[Author Prev][Author Next][Thread Prev][Thread Next][Author Index][Thread Index]
Re: [tor-bugs] #32265 [Metrics/Exit Scanner]: MS: Format an exit list from a previous exit list and exitmap output
#32265: MS: Format an exit list from a previous exit list and exitmap output
----------------------------------+--------------------------------
Reporter: irl | Owner: irl
Type: task | Status: needs_revision
Priority: Medium | Milestone:
Component: Metrics/Exit Scanner | Version:
Severity: Normal | Resolution:
Keywords: | Actual Points:
Parent ID: #29654 | Points:
Reviewer: karsten | Sponsor:
----------------------------------+--------------------------------
Comment (by irl):
Replying to [comment:5 karsten]:
> Glad to see that the rewrite is progressing so quickly!
>
> Couple remarks/questions:
> - Why 48 hours and not 24 hours? Doesn't the current exit scanner keep
scan results for 24 hours? I might be wrong, though. Let's use whatever
the current scanner does.
https://2019.www.torproject.org/tordnsel/exitlist-spec.txt
It discards relays that were not seen in the last 48 hours in a consensus.

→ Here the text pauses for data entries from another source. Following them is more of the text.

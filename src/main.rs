//! # docdex CLI
//!
//! ```bash
//! docdex --config ./docdex.toml <command>
//! ```
//!
//! | Command | Description |
//! |---------|-------------|
//! | `docdex ingest` | Load, chunk, embed, and index the configured docs tree |
//! | `docdex search "<query>"` | Semantic search over the saved store |
//! | `docdex stats` | Print store summary statistics |
//! | `docdex inspect` | Print sampled chunks for quality review |

use clap::{Parser, Subcommand};
use std::path::PathBuf;

use docdex::{config, ingest, inspect, query};

/// docdex — semantic retrieval over plain-text reference documentation.
#[derive(Parser)]
#[command(
    name = "docdex",
    about = "Semantic retrieval over plain-text reference documentation",
    version
)]
struct Cli {
    /// Path to configuration file (TOML).
    #[arg(long, global = true, default_value = "./docdex.toml")]
    config: PathBuf,

    #[command(subcommand)]
    command: Commands,
}

#[derive(Subcommand)]
enum Commands {
    /// Ingest the docs tree: load, chunk, embed, build and save the store.
    Ingest {
        /// Show document and chunk counts without embedding or writing.
        #[arg(long)]
        dry_run: bool,

        /// Maximum number of documents to process.
        #[arg(long)]
        limit: Option<usize>,
    },

    /// Search the saved store with a natural-language query.
    Search {
        /// The query string.
        query: String,

        /// Number of results to return.
        #[arg(long, short, default_value_t = 3)]
        k: usize,
    },

    /// Print store summary statistics.
    Stats,

    /// Print sampled chunks in full for quality review.
    Inspect {
        /// Number of chunks to display (evenly sampled).
        #[arg(long, default_value_t = 5)]
        sample: usize,
    },
}

#[tokio::main]
async fn main() -> anyhow::Result<()> {
    let cli = Cli::parse();
    let cfg = config::load_config(&cli.config)?;

    match cli.command {
        Commands::Ingest { dry_run, limit } => {
            ingest::run_ingest(&cfg, dry_run, limit).await?;
        }
        Commands::Search { query, k } => {
            query::run_search(&cfg, &query, k).await?;
        }
        Commands::Stats => {
            inspect::run_stats(&cfg)?;
        }
        Commands::Inspect { sample } => {
            inspect::run_inspect(&cfg, sample)?;
        }
    }

    Ok(())
}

> - Rather than downloading exit lists from CollecTor, wouldn't it be
sufficient to just read the latest exit list previously written by this
scanner? And if there's none, just assume that no previous scans have
happened. In theory, this should be all we need to learn.
Probably, but this was a handy way to get test data and I wanted to try
out the new Stem functionality. It would be nice to have a method to
bootstrap a new scanner but this could just mean manually downloading the
latest exit list and putting it in the right place.
> - It seems that `LastStatus` is only taken from exit lists downloaded
from CollecTor but never set by new measurements. We should make a plan
what to do with this field. Take it out? Populate it with consensus valid-
after times?
Right, this is the tricky bit. Do you know if anything consumes the
LastStatus or Published timestamps? Ideally we could just drop these but
for now I'm synthesizing them from the timestamp of the last measurement
which could be close enough for the consumers.
> - Does exitmap with the plugin use previous scans as input to decide
which relays to scan? I believe that it uses some logic to avoid scanning
relays too frequently. This has two effects: it doesn't generate more load
on the network and on single relays than necessary, and it ensures that
new relays are scanned sooner. As a result, the new scanner could be run
once or twice per hour, rather than every 2 or 3 hours (at 45 minutes
runtime).
No. It scans the entire network every time. It does this asynchronously,
and doesn't try to prioritize anything. Just whichever circuits are built
first will be tested first. I was even thinking it could run continuously.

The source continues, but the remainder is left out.